Tout d'abord, merci pour tout ce que tu nous as apporté (en tout cas à moi, jeune adolescente).

Je peux passer des heures à écouter tes disques et à réfléchir sur le monde, surtout touchée par ta chanson Il n'y a plus rien, chanson choc mais tellement vraie (à mon humble avis).

Le jour de mon enterrement, c'est ça que je veux que les gens entendent...

Je me demandais d'où venait toute ton imagination.

Je t'embrasse

Alice


Je reçois ton courrier apporté par un facteur égaré. Ce ne peut être que ça. Ce que je reçois est souvent invalide, à enserrer dans un coffre cadenassé. Parfois, je transige avec une ombre, sur un mot de passe. Alors, je réponds.

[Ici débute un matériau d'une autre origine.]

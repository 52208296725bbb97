mod common;

use std::sync::Arc;
use std::time::Duration;

use reqwest::StatusCode;
use wiremock::matchers::{method, path};
use wiremock::{Mock, MockServer, ResponseTemplate};

use jobblog::auth::{LogoutReason, RefreshError, Refresher};
use jobblog::client::{ApiResponse, HttpTransport, TransportError};

use common::{access_token, config_for, recorded_session, ScriptedTransport};

const ROUTE: &str = "/oauth/refresh";

#[tokio::test]
async fn plain_text_body_becomes_the_session_token() {
    let token = access_token("1", 3600);
    let body = token.clone();
    let transport = ScriptedTransport::new(move |_| Ok(ApiResponse::from_status(StatusCode::OK, body.clone())));
    let (session, signal) = recorded_session();
    let refresher = Refresher::new(transport.clone(), session.clone(), ROUTE);

    let fresh = refresher.refresh().await.expect("refresh");
    assert_eq!(fresh.as_str(), token);
    assert_eq!(session.get_token(), Some(fresh));
    assert!(!refresher.is_in_flight());
    assert_eq!(signal.count(), 0);

    let sent = transport.sent_to(ROUTE);
    assert_eq!(sent.len(), 1);
    assert!(sent[0].authorization().is_none());
}

#[tokio::test]
async fn json_quoted_body_is_accepted() {
    let transport =
        ScriptedTransport::new(|_| Ok(ApiResponse::from_status(StatusCode::OK, "\"abc.def.ghi\"\n")));
    let (session, _signal) = recorded_session();
    let refresher = Refresher::new(transport, session, ROUTE);

    assert_eq!(refresher.refresh().await.expect("refresh").as_str(), "abc.def.ghi");
}

#[tokio::test]
async fn each_failure_class_ends_the_session() {
    struct Case {
        /// `None` stands for a transport failure.
        response: Option<ApiResponse>,
        expected: RefreshError,
        reason: LogoutReason,
    }

    let cases = vec![
        Case {
            response: Some(ApiResponse::from_status(StatusCode::UNAUTHORIZED, "")),
            expected: RefreshError::Rejected {
                status: StatusCode::UNAUTHORIZED,
            },
            reason: LogoutReason::RefreshRejected,
        },
        Case {
            response: Some(ApiResponse::from_status(StatusCode::FORBIDDEN, "")),
            expected: RefreshError::Rejected {
                status: StatusCode::FORBIDDEN,
            },
            reason: LogoutReason::RefreshRejected,
        },
        Case {
            response: Some(ApiResponse::from_status(StatusCode::BAD_GATEWAY, "")),
            expected: RefreshError::UnexpectedStatus {
                status: StatusCode::BAD_GATEWAY,
            },
            reason: LogoutReason::RefreshFailed,
        },
        Case {
            response: Some(ApiResponse::from_status(StatusCode::OK, "   ")),
            expected: RefreshError::EmptyToken,
            reason: LogoutReason::RefreshFailed,
        },
        Case {
            response: None,
            expected: RefreshError::Transport("Transport error: connection reset".to_string()),
            reason: LogoutReason::RefreshFailed,
        },
    ];

    for case in cases {
        let Case {
            response,
            expected,
            reason,
        } = case;
        let transport = ScriptedTransport::new(move |_| {
            response
                .clone()
                .ok_or_else(|| TransportError::Other("connection reset".to_string()))
        });
        let (session, signal) = recorded_session();
        session.set_token(access_token("1", 3600).as_str());
        let refresher = Refresher::new(transport, session.clone(), ROUTE);

        let err = refresher.refresh().await.expect_err("refresh should fail");
        assert_eq!(err, expected);
        assert!(session.get_token().is_none());
        assert_eq!(signal.events(), vec![reason]);
        assert!(!refresher.is_in_flight());
    }
}

#[tokio::test]
async fn settled_refresh_does_not_cache_its_outcome() {
    let transport = ScriptedTransport::new(|_| Ok(ApiResponse::from_status(StatusCode::OK, "t")));
    let (session, _signal) = recorded_session();
    let refresher = Refresher::new(transport.clone(), session, ROUTE);

    refresher.refresh().await.expect("first");
    refresher.refresh().await.expect("second");
    assert_eq!(transport.sent_to(ROUTE).len(), 2);
}

#[tokio::test]
async fn concurrent_refreshes_join_one_request() {
    let server = MockServer::start().await;
    let fresh = access_token("1", 3600);
    Mock::given(method("POST"))
        .and(path(ROUTE))
        .respond_with(
            ResponseTemplate::new(200)
                .set_body_string(fresh.clone())
                .set_delay(Duration::from_millis(200)),
        )
        .expect(1)
        .mount(&server)
        .await;

    let transport = Arc::new(HttpTransport::new(&config_for(&server)).expect("transport"));
    let (session, _signal) = recorded_session();
    let refresher = Refresher::new(transport, session, ROUTE);
    let other = refresher.clone();

    let (a, b, c) = tokio::join!(refresher.refresh(), other.refresh(), refresher.refresh());
    let a = a.expect("a");
    assert_eq!(a.as_str(), fresh);
    assert_eq!(b.expect("b"), a);
    assert_eq!(c.expect("c"), a);
}

#[tokio::test]
async fn refresh_cookie_rides_along() {
    let server = MockServer::start().await;
    Mock::given(method("POST"))
        .and(path(ROUTE))
        .and(wiremock::matchers::header("cookie", "refreshToken=opaque-123"))
        .respond_with(ResponseTemplate::new(200).set_body_string("issued"))
        .expect(1)
        .mount(&server)
        .await;

    let transport = HttpTransport::new(&config_for(&server)).expect("transport");
    transport.set_refresh_credential("opaque-123").expect("cookie");
    let (session, _signal) = recorded_session();
    let refresher = Refresher::new(Arc::new(transport), session.clone(), ROUTE);

    refresher.refresh().await.expect("refresh");
    assert_eq!(session.get_token().map(|t| t.as_str().to_string()), Some("issued".to_string()));
}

Je ne sais pas ce que c’est l’imagination, Alice. Je mets de vieux pulls, vieux de quelques vies et je tire les fils. Comme ça. Sans moi. J’écris, je mets une note, je relis, je rature. Ce n’est pas affaire d’imagination. C’est des bouts de vie qui se posent sur la table, sur un piano, à toujours rechercher la dernière métaphore de l’outrage, l’accident lexical, une allitération réfractaire. Mes mots viennent du désert. Je ne me sers pas d’un local attribué. Ils arrivent, sans convocation. Je les prends. Et les dégage, besogne faite. Sans préavis. Ce n’est pas moi qui écris, juste une illusion devant une machine à écrire, devant un Pleyel de deuxième main. Un stylo baladeur. Devant la folie de la rue, j’arrête la circulation, je passe au vert et transcris la déposition. Rien n’est automatique, je ne vais pas dans le confessionnal de ce cher André pour une absolution surréaliste. Dicté, peut-être. Mais jamais automatisé, ou incontrôlé. Tu comprends ? Chez moi, j’invente un nouveau mot pour tout ce qui me traverse. Elle est là l’inspiration. Dans le renversement de l’écriture. Sinon je ne suis pas poète, ou vaguement historien du temps qui s’efface. Dans mon désordre, j’ai des paroles plein la tête, des poésies que personne ne comprend. Je ne les mets pas dans un livre. Je préfère écrire à la mer pour lui parler d’un ciel brouillé. Et puis, Alice, il ne faut pas parler d’imagination. C’est un mot par défaut, vide. Il a tellement servi qu’il est déteint, comme affalé. Parle plutôt de lucidité. Celle du poète est dangereuse. On sort du music hall. Prends le risque de m’écouter, lâche tes notions. Tu joues gros. Il y aura à remourir demain matin quand tu prendras Il n’y a plus rien entre le chant des baleines et le clignement de mon hibou.

Ciao, Alice, tu as bien fait de m’écrire avant que je sois sporadique ou introuvable.